Exploring Photoswitchable Properties of Two Nitro Nickel(II) Complexes with (N,N,O)-Donor Ligands and Their Copper(II) Analogues.

Abstract

Two photoswitchable nickel(II) nitro coordination compounds and their copper(II) analogues are reported. In all these systems, the metal center is chelated by (N,N,O)-donor ligands containing either 2-picolylamine or 8-aminoquinoline fragments. The studied compounds were thoroughly investigated using crystallographic and spectroscopic techniques supplemented by computational analysis.
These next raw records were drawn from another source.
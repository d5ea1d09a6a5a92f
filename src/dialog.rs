use super::*;

#[derive(Clone, Copy, Debug, PartialEq)]
pub(crate) enum DialogEvent {
  Close,
  /// Escape or a click. Never closes the dialog.
  Dismiss,
  Retry,
}

impl DialogEvent {
  /// Retry and close need a control chord so that keystrokes left over from
  /// the test cannot end the dialog.
  pub(crate) fn from_event(event: Event) -> Option<Self> {
    match event {
      Event::Key(key) if key.kind == KeyEventKind::Press => {
        let control = key.modifiers.contains(KeyModifiers::CONTROL);

        match key.code {
          KeyCode::Char('r') if control => Some(Self::Retry),
          KeyCode::Char('x') if control => Some(Self::Close),
          KeyCode::Esc => Some(Self::Dismiss),
          _ => None,
        }
      }
      Event::Mouse(MouseEvent {
        kind: MouseEventKind::Down(_),
        ..
      }) => Some(Self::Dismiss),
      _ => None,
    }
  }
}

/// Discards events that are already queued, returning how many were dropped.
pub(crate) fn drain(
  mut pending: impl FnMut() -> Result<bool>,
  mut read: impl FnMut() -> Result<Event>,
) -> Result<usize> {
  let mut dropped = 0;

  while pending()? {
    read()?;
    dropped += 1;
  }

  Ok(dropped)
}

#[derive(Clone, Copy, Debug, PartialEq)]
pub(crate) enum Outcome {
  Close,
  Retry,
}

/// Modal gate whose only exits are retry and close.
#[derive(Clone, Copy, Debug, Default, PartialEq)]
pub(crate) enum Dialog {
  #[default]
  Closed,
  Open,
}

impl Dialog {
  pub(crate) fn handle(&mut self, event: DialogEvent) -> Option<Outcome> {
    let outcome = match (*self, event) {
      (Self::Open, DialogEvent::Close) => Outcome::Close,
      (Self::Open, DialogEvent::Retry) => Outcome::Retry,
      (Self::Open, DialogEvent::Dismiss) => {
        debug!("ignoring dismissal of open dialog");
        return None;
      }
      (Self::Closed, _) => return None,
    };

    *self = Self::Closed;

    Some(outcome)
  }

  pub(crate) fn is_open(self) -> bool {
    self == Self::Open
  }
}
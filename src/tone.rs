use super::*;

/// Colour category of a rendered value.
#[derive(Clone, Copy, Debug, PartialEq)]
pub(crate) enum Tone {
  Good,
  Info,
  Plain,
  Poor,
  Warning,
}

impl Tone {
  fn banded(value: f64, good: f64, warning: f64) -> Self {
    if value >= good {
      Self::Good
    } else if value >= warning {
      Self::Warning
    } else {
      Self::Poor
    }
  }

  pub(crate) fn color(self) -> Color {
    match self {
      Self::Good => Color::Green,
      Self::Info => Color::Blue,
      Self::Plain => Color::Reset,
      Self::Poor => Color::Red,
      Self::Warning => Color::Yellow,
    }
  }

  pub(crate) fn for_accuracy(accuracy: f64) -> Self {
    Self::banded(accuracy, 95.0, 80.0)
  }

  pub(crate) fn for_wpm(wpm: f64) -> Self {
    Self::banded(wpm, 60.0, 40.0)
  }
}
They are easy to synthesize and stable, and all compounds undergo the nitro group isomerization reaction. Nevertheless, there are significant differences between the copper and nickel systems regarding their structural and switchable properties. According to the solid-state IR spectroscopy results, 400–660 nm light irradiation of the ground-state (η2-O,O′)-κ-nitrito copper(II) complexes at 10 K induces a rather moderate conversion to a metastable linkage isomer, which is visible only up to approximately 60–80 K. In turn, upon visible light irradiation (ca. 530 nm excitation wavelength), the ground-state nitro isomers of the examined nickel(II) complexes transform into the endo-nitrito forms. It was possible to achieve about 35% conversion for both nickel(II) systems and to determine the resulting crystal structures at 160 K in the case of single crystals after 30–45 min of exposure to LED light (crystals decayed with longer irradiation), and roughly 95% conversion was achieved for thin-film samples as indicated by the IR spectroscopy results. Traces of the endo-nitrito linkage isomers remained up to 200–220 K, and the isomerization reaction was proven to be fully reversible.